19. Subsequent Events

 

Management of the Company has performed a review of events and transactions occurring after the condensed consolidated balance sheet date to determine if there were any such events or transactions requiring adjustment to or disclosure in the accompanying condensed consolidated financial statements, noting no such events or transactions except as set forth below:

 

On August 8, 2024, the Company entered into subscription agreements with investors, certain members of its board of directors, and management for the sale by the Company of an aggregate of 222,000 units at a price to the public of $5.00 per unit (the “August Offering”), with each unit consisting of two shares of the Company’s common stock and a warrant to purchase one share of common stock at an exercise price of $4.25 per share (the “August Warrants”).
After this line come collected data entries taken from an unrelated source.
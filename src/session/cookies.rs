//! Request cookie store and session cookie reassembly.
//!
//! Browsers cap a single cookie at roughly 4 KiB, so large sessions are written as
//! `name.0`, `name.1`, … and must be stitched back together in numeric order before they can
//! be decrypted.

// crates.io
use cookie::Cookie;
// self
use crate::_prelude::*;

/// Prefix browsers require for cookies set with the `Secure` attribute over HTTPS.
pub const SECURE_COOKIE_PREFIX: &str = "__Secure-";

// Bound parsed chunk indices so crafted headers cannot force huge allocations.
const MAX_CHUNK_INDEX: usize = 63;

/// Cookies presented with a single inbound request, in header order.
#[derive(Clone, Default)]
pub struct RequestCookies {
	pairs: Vec<(String, String)>,
}
impl RequestCookies {
	/// Creates an empty cookie store.
	pub fn new() -> Self {
		Self::default()
	}

	/// Builds a store from `(name, value)` pairs.
	pub fn from_pairs<I, N, V>(pairs: I) -> Self
	where
		I: IntoIterator<Item = (N, V)>,
		N: Into<String>,
		V: Into<String>,
	{
		Self { pairs: pairs.into_iter().map(|(n, v)| (n.into(), v.into())).collect() }
	}

	/// Parses a raw `Cookie` request header, skipping malformed pairs.
	pub fn parse_header(header: &str) -> Self {
		let mut pairs = Vec::new();

		for cookie in Cookie::split_parse(header) {
			match cookie {
				Ok(cookie) => pairs.push((cookie.name().to_owned(), cookie.value().to_owned())),
				Err(e) => tracing::debug!(error = %e, "ignoring malformed cookie"),
			}
		}

		Self { pairs }
	}

	/// Appends a cookie.
	pub fn push(&mut self, name: impl Into<String>, value: impl Into<String>) {
		self.pairs.push((name.into(), value.into()));
	}

	/// Number of cookies presented.
	pub fn len(&self) -> usize {
		self.pairs.len()
	}

	/// Returns `true` when no cookies were presented.
	pub fn is_empty(&self) -> bool {
		self.pairs.is_empty()
	}

	/// Returns the first cookie value stored under `name`.
	pub fn get(&self, name: &str) -> Option<&str> {
		self.pairs.iter().find(|(n, _)| n == name).map(|(_, v)| v.as_str())
	}

	/// Iterates over cookie names, safe to log.
	pub fn names(&self) -> impl Iterator<Item = &str> {
		self.pairs.iter().map(|(n, _)| n.as_str())
	}

	fn iter(&self) -> impl Iterator<Item = (&str, &str)> {
		self.pairs.iter().map(|(n, v)| (n.as_str(), v.as_str()))
	}
}
impl Debug for RequestCookies {
	fn fmt(&self, f: &mut Formatter) -> FmtResult {
		f.debug_struct("RequestCookies").field("names", &self.names().collect::<Vec<_>>()).finish()
	}
}

/// Where a reassembled session value came from.
#[derive(Clone, Copy, Debug, PartialEq, Eq)]
pub enum SessionCookieSource {
	/// Stitched together from numbered chunks.
	Chunked {
		/// Whether the `__Secure-` variant supplied the chunks.
		secure: bool,
		/// Number of chunks concatenated.
		chunks: usize,
		/// Whether the chunk indices skipped a number.
		gap: bool,
	},
	/// Read from one unchunked cookie.
	Single {
		/// Whether the `__Secure-` variant was used.
		secure: bool,
	},
}

/// Session cookie value reassembled from a [`RequestCookies`] store.
#[derive(Clone)]
pub struct LocatedSession {
	/// Full encrypted session value.
	pub value: String,
	/// Where the value came from.
	pub source: SessionCookieSource,
}
impl Debug for LocatedSession {
	fn fmt(&self, f: &mut Formatter) -> FmtResult {
		f.debug_struct("LocatedSession")
			.field("value_len", &self.value.len())
			.field("source", &self.source)
			.finish()
	}
}

/// Finds the session cookie for `base_name`, preferring chunked values over single cookies
/// and the secure variant over the insecure one.
pub fn locate_session(cookies: &RequestCookies, base_name: &str) -> Option<LocatedSession> {
	let secure_name = format!("{SECURE_COOKIE_PREFIX}{base_name}");

	for (name, secure) in [(secure_name.as_str(), true), (base_name, false)] {
		let chunks = collect_chunks(cookies, name);

		if !chunks.is_empty() {
			let (value, gap) = reassemble_chunks(chunks.clone());

			if gap {
				tracing::warn!(
					cookie = name,
					chunks = chunks.len(),
					"session cookie chunk indices are not contiguous"
				);
			}

			return Some(LocatedSession {
				value,
				source: SessionCookieSource::Chunked { secure, chunks: chunks.len(), gap },
			});
		}
	}
	for (name, secure) in [(secure_name.as_str(), true), (base_name, false)] {
		if let Some(value) = cookies.get(name) {
			return Some(LocatedSession {
				value: value.to_owned(),
				source: SessionCookieSource::Single { secure },
			});
		}
	}

	None
}

fn collect_chunks(cookies: &RequestCookies, name: &str) -> Vec<(usize, String)> {
	cookies
		.iter()
		.filter_map(|(cookie_name, value)| {
			let index = cookie_name.strip_prefix(name)?.strip_prefix('.')?;

			if index.is_empty() || !index.bytes().all(|b| b.is_ascii_digit()) {
				return None;
			}

			let index = index.parse::<usize>().ok()?;

			(index <= MAX_CHUNK_INDEX).then(|| (index, value.to_owned()))
		})
		.collect()
}

/// Concatenates chunks in ascending index order; the flag reports a missing index.
fn reassemble_chunks(mut chunks: Vec<(usize, String)>) -> (String, bool) {
	chunks.sort_by_key(|(index, _)| *index);
	chunks.dedup_by_key(|(index, _)| *index);

	let gap = chunks.iter().enumerate().any(|(expected, (index, _))| expected != *index);
	let value = chunks.into_iter().map(|(_, value)| value).collect::<String>();

	(value, gap)
}

#[cfg(test)]
mod tests {
	// self
	use super::*;

	const NAME: &str = "next-auth.session-token";

	#[test]
	fn chunks_are_joined_in_numeric_order() {
		let cookies = RequestCookies::from_pairs([
			("next-auth.session-token.2", "C"),
			("next-auth.session-token.0", "A"),
			("next-auth.session-token.1", "B"),
		]);
		let located = locate_session(&cookies, NAME).expect("Chunked session should be found.");

		assert_eq!(located.value, "ABC");
		assert_eq!(
			located.source,
			SessionCookieSource::Chunked { secure: false, chunks: 3, gap: false }
		);
	}

	#[test]
	fn numeric_sort_handles_two_digit_indices() {
		let mut pairs = (0..12).rev().map(|i| (format!("{NAME}.{i}"), i.to_string())).collect::<Vec<_>>();

		pairs.push(("unrelated".into(), "x".into()));

		let located = locate_session(&RequestCookies::from_pairs(pairs), NAME)
			.expect("Chunked session should be found.");

		assert_eq!(located.value, "01234567891011");
	}

	#[test]
	fn chunks_take_precedence_over_single_secure_cookie() {
		let cookies = RequestCookies::from_pairs([
			("__Secure-next-auth.session-token", "single"),
			("next-auth.session-token.1", "B"),
			("next-auth.session-token.0", "A"),
		]);
		let located = locate_session(&cookies, NAME).expect("Session should be found.");

		assert_eq!(located.value, "AB");
	}

	#[test]
	fn secure_chunks_win_over_insecure_chunks() {
		let cookies = RequestCookies::from_pairs([
			("next-auth.session-token.0", "insecure"),
			("__Secure-next-auth.session-token.0", "secure"),
		]);
		let located = locate_session(&cookies, NAME).expect("Session should be found.");

		assert_eq!(located.value, "secure");
		assert!(matches!(located.source, SessionCookieSource::Chunked { secure: true, .. }));
	}

	#[test]
	fn single_secure_cookie_beats_insecure_cookie() {
		let cookies = RequestCookies::from_pairs([
			("next-auth.session-token", "insecure"),
			("__Secure-next-auth.session-token", "secure"),
		]);
		let located = locate_session(&cookies, NAME).expect("Session should be found.");

		assert_eq!(located.value, "secure");
		assert_eq!(located.source, SessionCookieSource::Single { secure: true });
	}

	#[test]
	fn gaps_are_flagged_but_still_joined() {
		let cookies = RequestCookies::from_pairs([
			("next-auth.session-token.0", "A"),
			("next-auth.session-token.2", "C"),
		]);
		let located = locate_session(&cookies, NAME).expect("Session should be found.");

		assert_eq!(located.value, "AC");
		assert!(matches!(located.source, SessionCookieSource::Chunked { gap: true, .. }));
	}

	#[test]
	fn lookalike_names_and_oversized_indices_are_ignored() {
		let cookies = RequestCookies::from_pairs([
			("next-auth.session-token-legacy", "x"),
			("next-auth.session-token.+1", "y"),
			("next-auth.session-token.64", "z"),
		]);

		assert!(locate_session(&cookies, NAME).is_none());
	}

	#[test]
	fn parse_header_reads_pairs_in_order() {
		let cookies = RequestCookies::parse_header(
			"theme=dark; next-auth.session-token.1=B; next-auth.session-token.0=A",
		);

		assert_eq!(cookies.len(), 3);
		assert_eq!(cookies.get("theme"), Some("dark"));
		assert_eq!(locate_session(&cookies, NAME).map(|s| s.value), Some("AB".to_owned()));
	}

	#[test]
	fn debug_output_hides_values() {
		let cookies = RequestCookies::from_pairs([("next-auth.session-token", "secret-blob")]);

		assert!(!format!("{cookies:?}").contains("secret-blob"));
	}
}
The closing of the August Offering is subject to customary closing conditions and is expected to occur on or about August 14, 2024 (the “August Closing Date”). On or about the August Closing Date, the Company expects to issue 444,000 shares of common stock and issue August Warrants to purchase up to 222,000 shares of common stock

 

Subject to certain ownership limitations, each of the August Warrants will become exercisable on the August Closing Date, will have an exercise price of $4.25 per share and will expire five years after the August Closing Date. The August Warrants may only be exercised on a cashless basis if there is no registration statement registering, or the prospectus contained in the registration statement is not available for, the issuance or resale of shares of common stock underlying the August Warrants to or by the holder. The holder of an August Warrant is prohibited from exercising of any such warrants to the extent that such exercise would result in the number of shares of common stock beneficially owned by such holder and its affiliates exceeding 4.99% of the total number of shares of common stock outstanding immediately after giving effect to the exercise, which percentage may be increased or decreased at the holder’s election not to exceed 9.99%.

 

Certain members of the Company’s board of directors and management have agreed to purchase an aggregate of 27,000 units in the August Offering. In connection with the August Offering, the members of board of directors and management purchasing units in the August Offering have agreed not to offer, issue, sell, contract to sell, encumber, grant any option for the sale of or otherwise dispose of any of securities relating to the units for a period of 180 days following the date of the prospectus used in the August Offering.

 

The gross proceeds to the Company from the August Offering are expected to be approximately $1.110 million, before deducting the placement agent’s fees and other estimated offering expenses payable by the Company, and excluding the proceeds, if any, from the exercise of the August Warrants. The Company intends to use the net proceeds from the August Offering for working capital and for general corporate purposes.

  

The Company retained Alere Financial Partners, LLC (a division of Cova Capital Partners, LLC) to act as the placement agent (the “Placement Agent”) for the August Offering. The Company agreed to pay the Placement Agent a cash fee of 8% of the aggregate gross proceeds in the August Offering received from non-affiliates of the Company and 4% of the aggregate gross proceeds in the August Offering received from affiliates of the Company. Additionally, and upon the closing of the August Offering, the Company agreed to issue to the Placement Agent warrants exercisable for a period of five years to purchase up to 8% of the number of shares sold in August Offering, or up to 33,360 shares, at a per share exercise price of $4.25.